Information given>

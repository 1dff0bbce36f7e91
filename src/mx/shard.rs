use std::ops::AddAssign;
use std::sync::atomic::{AtomicU64, Ordering};

use indexmap::IndexMap;
use parking_lot::RwLock;
use rand::Rng;

use super::MxError;
use super::coalesce::Group;

/// `Ok(())` when the domain has MX records.
pub(crate) type Reachability = Result<(), MxError>;

/// Entries examined per capacity-eviction round.
const EVICTION_SAMPLE: usize = 16;

struct CacheEntry {
    result: Reachability,
    /// Nanoseconds since the cache epoch. Atomic so renewal works under the
    /// read lock.
    expire_at: AtomicU64,
}

impl CacheEntry {
    fn expire_at(&self) -> u64 {
        self.expire_at.load(Ordering::Acquire)
    }
}

/// Sliding-window renewal of positive answers, in nanoseconds.
#[derive(Debug, Clone, Copy)]
pub(crate) struct Renewal {
    pub window: u64,
    pub extension: u64,
}

/// What one sweep removed.
#[derive(Debug, Default, Clone, Copy, PartialEq, Eq)]
pub struct SweepStats {
    pub expired: usize,
    pub evicted: usize,
}

impl AddAssign for SweepStats {
    fn add_assign(&mut self, other: Self) {
        self.expired += other.expired;
        self.evicted += other.evicted;
    }
}

/// One lock-partitioned slice of the domain space.
pub(crate) struct Shard {
    /// Indexed so eviction can sample by position.
    entries: RwLock<IndexMap<String, CacheEntry>>,
    pub(crate) group: Group<Reachability>,
}

impl Shard {
    pub(crate) fn new() -> Self {
        Self {
            entries: RwLock::new(IndexMap::new()),
            group: Group::new(),
        }
    }

    /// The cached answer if still fresh at `now`.
    ///
    /// With `renewal`, a positive answer closer than `window` to expiry is
    /// pushed back by `extension` without asking DNS again. Negative answers
    /// are never renewed.
    pub(crate) fn get(&self, domain: &str, now: u64, renewal: Option<Renewal>) -> Option<Reachability> {
        let entries = self.entries.read();
        let entry = entries.get(domain)?;
        let expire_at = entry.expire_at();
        if now >= expire_at {
            return None;
        }
        if let Some(renewal) = renewal {
            if entry.result.is_ok() && expire_at - now < renewal.window {
                // a failed exchange means a concurrent reader already renewed
                let _ = entry.expire_at.compare_exchange(
                    expire_at,
                    expire_at.saturating_add(renewal.extension),
                    Ordering::AcqRel,
                    Ordering::Acquire,
                );
            }
        }
        Some(entry.result.clone())
    }

    pub(crate) fn insert(&self, domain: &str, result: Reachability, expire_at: u64) {
        let mut entries = self.entries.write();
        match entries.get_mut(domain) {
            Some(entry) => {
                entry.result = result;
                *entry.expire_at.get_mut() = expire_at;
            }
            None => {
                entries.insert(
                    domain.to_owned(),
                    CacheEntry {
                        result,
                        expire_at: AtomicU64::new(expire_at),
                    },
                );
            }
        }
    }

    /// Drops expired entries, then evicts until at most `max_entries` remain.
    ///
    /// Eviction is approximate: each round looks at a window of
    /// [`EVICTION_SAMPLE`] consecutive positions from a random offset and
    /// removes the entry expiring soonest, so a round costs the same whatever
    /// the shard size.
    pub(crate) fn sweep(&self, now: u64, max_entries: usize) -> SweepStats {
        let mut stats = SweepStats::default();
        let mut entries = self.entries.write();

        entries.retain(|domain, entry| {
            let live = now < entry.expire_at();
            if !live {
                self.group.forget(domain);
                stats.expired += 1;
            }
            live
        });

        if entries.len() <= max_entries {
            return stats;
        }

        let mut rng = rand::thread_rng();
        while entries.len() > max_entries {
            let len = entries.len();
            let start = rng.gen_range(0..=len.saturating_sub(EVICTION_SAMPLE));
            let end = (start + EVICTION_SAMPLE).min(len);
            let victim = (start..end)
                .filter_map(|index| {
                    let (_, entry) = entries.get_index(index)?;
                    Some((index, entry.expire_at()))
                })
                .min_by_key(|&(_, expire_at)| expire_at)
                .map(|(index, _)| index);
            let Some((domain, _)) = victim.and_then(|index| entries.swap_remove_index(index))
            else {
                break;
            };
            self.group.forget(&domain);
            stats.evicted += 1;
        }
        stats
    }

    pub(crate) fn len(&self) -> usize {
        self.entries.read().len()
    }

    pub(crate) fn expiry(&self, domain: &str) -> Option<u64> {
        self.entries.read().get(domain).map(CacheEntry::expire_at)
    }

    #[cfg(test)]
    pub(crate) fn set_expiry(&self, domain: &str, expire_at: u64) {
        if let Some(entry) = self.entries.read().get(domain) {
            entry.expire_at.store(expire_at, Ordering::Release);
        }
    }
}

Problem to solve> When you respond, give the whole listing again exactly as written.

Answer to this exercise>
repository 1dff0bbce36f7e91
filename src/mx/shard.rs
use std::ops::AddAssign;
use std::sync::atomic::{AtomicU64, Ordering};

use indexmap::IndexMap;
use parking_lot::RwLock;
use rand::Rng;

use super::MxError;
use super::coalesce::Group;

/// `Ok(())` when the domain has MX records.
pub(crate) type Reachability = Result<(), MxError>;

/// Entries examined per capacity-eviction round.
const EVICTION_SAMPLE: usize = 16;

struct CacheEntry {
    result: Reachability,
    /// Nanoseconds since the cache epoch. Atomic so renewal works under the
    /// read lock.
    expire_at: AtomicU64,
}

impl CacheEntry {
    fn expire_at(&self) -> u64 {
        self.expire_at.load(Ordering::Acquire)
    }
}

/// Sliding-window renewal of positive answers, in nanoseconds.
#[derive(Debug, Clone, Copy)]
pub(crate) struct Renewal {
    pub window: u64,
    pub extension: u64,
}

/// What one sweep removed.
#[derive(Debug, Default, Clone, Copy, PartialEq, Eq)]
pub struct SweepStats {
    pub expired: usize,
    pub evicted: usize,
}

impl AddAssign for SweepStats {
    fn add_assign(&mut self, other: Self) {
        self.expired += other.expired;
        self.evicted += other.evicted;
    }
}

/// One lock-partitioned slice of the domain space.
pub(crate) struct Shard {
    /// Indexed so eviction can sample by position.
    entries: RwLock<IndexMap<String, CacheEntry>>,
    pub(crate) group: Group<Reachability>,
}

impl Shard {
    pub(crate) fn new() -> Self {
        Self {
            entries: RwLock::new(IndexMap::new()),
            group: Group::new(),
        }
    }

    /// The cached answer if still fresh at `now`.
    ///
    /// With `renewal`, a positive answer closer than `window` to expiry is
    /// pushed back by `extension` without asking DNS again. Negative answers
    /// are never renewed.
    pub(crate) fn get(&self, domain: &str, now: u64, renewal: Option<Renewal>) -> Option<Reachability> {
        let entries = self.entries.read();
        let entry = entries.get(domain)?;
        let expire_at = entry.expire_at();
        if now >= expire_at {
            return None;
        }
        if let Some(renewal) = renewal {
            if entry.result.is_ok() && expire_at - now < renewal.window {
                // a failed exchange means a concurrent reader already renewed
                let _ = entry.expire_at.compare_exchange(
                    expire_at,
                    expire_at.saturating_add(renewal.extension),
                    Ordering::AcqRel,
                    Ordering::Acquire,
                );
            }
        }
        Some(entry.result.clone())
    }

    pub(crate) fn insert(&self, domain: &str, result: Reachability, expire_at: u64) {
        let mut entries = self.entries.write();
        match entries.get_mut(domain) {
            Some(entry) => {
                entry.result = result;
                *entry.expire_at.get_mut() = expire_at;
            }
            None => {
                entries.insert(
                    domain.to_owned(),
                    CacheEntry {
                        result,
                        expire_at: AtomicU64::new(expire_at),
                    },
                );
            }
        }
    }

    /// Drops expired entries, then evicts until at most `max_entries` remain.
    ///
    /// Eviction is approximate: each round looks at a window of
    /// [`EVICTION_SAMPLE`] consecutive positions from a random offset and
    /// removes the entry expiring soonest, so a round costs the same whatever
    /// the shard size.
    pub(crate) fn sweep(&self, now: u64, max_entries: usize) -> SweepStats {
        let mut stats = SweepStats::default();
        let mut entries = self.entries.write();

        entries.retain(|domain, entry| {
            let live = now < entry.expire_at();
            if !live {
                self.group.forget(domain);
                stats.expired += 1;
            }
            live
        });

        if entries.len() <= max_entries {
            return stats;
        }

        let mut rng = rand::thread_rng();
        while entries.len() > max_entries {
            let len = entries.len();
            let start = rng.gen_range(0..=len.saturating_sub(EVICTION_SAMPLE));
            let end = (start + EVICTION_SAMPLE).min(len);
            let victim = (start..end)
                .filter_map(|index| {
                    let (_, entry) = entries.get_index(index)?;
                    Some((index, entry.expire_at()))
                })
                .min_by_key(|&(_, expire_at)| expire_at)
                .map(|(index, _)| index);
            let Some((domain, _)) = victim.and_then(|index| entries.swap_remove_index(index))
            else {
                break;
            };
            self.group.forget(&domain);
            stats.evicted += 1;
        }
        stats
    }

    pub(crate) fn len(&self) -> usize {
        self.entries.read().len()
    }

    pub(crate) fn expiry(&self, domain: &str) -> Option<u64> {
        self.entries.read().get(domain).map(CacheEntry::expire_at)
    }

    #[cfg(test)]
    pub(crate) fn set_expiry(&self, domain: &str, expire_at: u64) {
        if let Some(entry) = self.entries.read().get(domain) {
            entry.expire_at.store(expire_at, Ordering::Release);
        }
    }
}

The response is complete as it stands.